Exercise brief> In the records below, find each line with the word "false" and copy it.

-- The records follows --

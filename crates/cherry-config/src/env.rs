//! Environment variable overrides for the `[server]` section.
//!
//! Unlike file values, env vars **override**: they are collected into a flat
//! table and laid over the `[server]` table with [`shallow_merge`].

use std::collections::HashMap;

use toml::{Table, Value};
use tracing::{debug, warn};

use crate::merge::shallow_merge;

/// Section of the document that env overrides apply to.
pub const SERVER_SECTION: &str = "server";

/// Expected type of an overridable field.
#[derive(Debug, Clone, Copy)]
enum FieldKind {
    Str,
    Bool,
}

/// Mapping from environment variable name to a `[server]` key.
struct EnvMapping {
    var_name: &'static str,
    key: &'static str,
    kind: FieldKind,
}

const ENV_MAPPINGS: &[EnvMapping] = &[
    EnvMapping {
        var_name: "CHERRY_PORT",
        key: "port",
        kind: FieldKind::Str,
    },
    EnvMapping {
        var_name: "CHERRY_SHOULD_LOG",
        key: "should_log",
        kind: FieldKind::Bool,
    },
];

/// Build the flat override table from the given environment.
///
/// Values that cannot be coerced to the field's type are skipped.
#[must_use]
pub fn env_overrides<S: ::std::hash::BuildHasher>(env_vars: &HashMap<String, String, S>) -> Table {
    let mut overrides = Table::new();

    for mapping in ENV_MAPPINGS {
        let Some(raw) = env_vars.get(mapping.var_name) else {
            continue;
        };

        let value = match mapping.kind {
            FieldKind::Str => Value::String(raw.clone()),
            FieldKind::Bool => {
                if let Some(b) = parse_bool(raw) {
                    Value::Boolean(b)
                } else {
                    warn!(
                        var = mapping.var_name,
                        value = raw.as_str(),
                        "ignoring env override: expected a boolean"
                    );
                    continue;
                }
            },
        };

        debug!(
            var = mapping.var_name,
            field = mapping.key,
            "applying env override"
        );
        overrides.insert(mapping.key.to_owned(), value);
    }

    overrides
}

/// Lay env overrides over the `[server]` table of `document`.
///
/// Creates the section when it is absent. A `server` key holding a
/// non-table value is left for deserialization to reject.
///
/// Returns the number of overrides applied.
pub fn apply_env_overrides<S: ::std::hash::BuildHasher>(
    document: &mut Table,
    env_vars: &HashMap<String, String, S>,
) -> usize {
    let overrides = env_overrides(env_vars);
    if overrides.is_empty() {
        return 0;
    }

    let section = document
        .entry(SERVER_SECTION)
        .or_insert(Value::Table(Table::new()));
    if let Some(server) = section.as_table_mut() {
        shallow_merge(server, &overrides);
        overrides.len()
    } else {
        warn!("`server` is not a table; skipping env overrides");
        0
    }
}

/// Collect all current environment variables into a map.
#[must_use]
pub fn collect_env_vars() -> HashMap<String, String> {
    std::env::vars().collect()
}

fn parse_bool(raw: &str) -> Option<bool> {
    match raw.trim().to_ascii_lowercase().as_str() {
        "1" | "true" | "yes" | "on" => Some(true),
        "0" | "false" | "no" | "off" => Some(false),
        _ => None,
    }
}

#[cfg(test)]
mod tests {
    use super::*;

    fn make_env(pairs: &[(&str, &str)]) -> HashMap<String, String> {
        pairs
            .iter()
            .map(|(k, v)| ((*k).to_owned(), (*v).to_owned()))
            .collect()
    }

    #[test]
    fn test_env_overrides_coerce_types() {
        let env = make_env(&[("CHERRY_PORT", "8080"), ("CHERRY_SHOULD_LOG", "YES")]);
        let overrides = env_overrides(&env);

        assert_eq!(overrides["port"].as_str(), Some("8080"));
        assert_eq!(overrides["should_log"].as_bool(), Some(true));
    }

    #[test]
    fn test_env_overrides_skip_invalid_bool() {
        let env = make_env(&[("CHERRY_SHOULD_LOG", "maybe")]);
        assert!(env_overrides(&env).is_empty());
    }

    #[test]
    fn test_unrelated_vars_ignored() {
        let env = make_env(&[("PORT", "1"), ("CHERRY_UNKNOWN", "x")]);
        assert!(env_overrides(&env).is_empty());
    }

    #[test]
    fn test_apply_env_overrides_wins_over_file() {
        let mut document: Table = toml::from_str(
            r#"
            [server]
            port = "3000"
            should_log = true
        "#,
        )
        .unwrap();
        let env = make_env(&[("CHERRY_PORT", "9000")]);

        let count = apply_env_overrides(&mut document, &env);

        assert_eq!(count, 1);
        let server = document["server"].as_table().unwrap();
        assert_eq!(server["port"].as_str(), Some("9000"));
        assert_eq!(server["should_log"].as_bool(), Some(true));
    }

    #[test]
    fn test_apply_env_overrides_creates_section() {
        let mut document = Table::new();
        let env = make_env(&[("CHERRY_SHOULD_LOG", "off")]);

        assert_eq!(apply_env_overrides(&mut document, &env), 1);
        assert_eq!(document["server"]["should_log"].as_bool(), Some(false));
    }

    #[test]
    fn test_apply_env_overrides_noop_without_vars() {
        let mut document = Table::new();
        assert_eq!(apply_env_overrides(&mut document, &make_env(&[])), 0);
        assert!(document.is_empty());
    }

    #[test]
    fn test_apply_env_overrides_skips_non_table_server() {
        let mut document: Table = toml::from_str("server = 5").unwrap();
        let env = make_env(&[("CHERRY_PORT", "9000")]);

        assert_eq!(apply_env_overrides(&mut document, &env), 0);
        assert_eq!(document["server"].as_integer(), Some(5));
    }

    #[test]
    fn test_parse_bool() {
        assert_eq!(parse_bool(" On "), Some(true));
        assert_eq!(parse_bool("0"), Some(false));
        assert_eq!(parse_bool(""), None);
    }
}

-- The records concluded --

Solved exercise>
        "0" | "false" | "no" | "off" => Some(false),
        assert_eq!(document["server"]["should_log"].as_bool(), Some(false));
        assert_eq!(parse_bool("0"), Some(false));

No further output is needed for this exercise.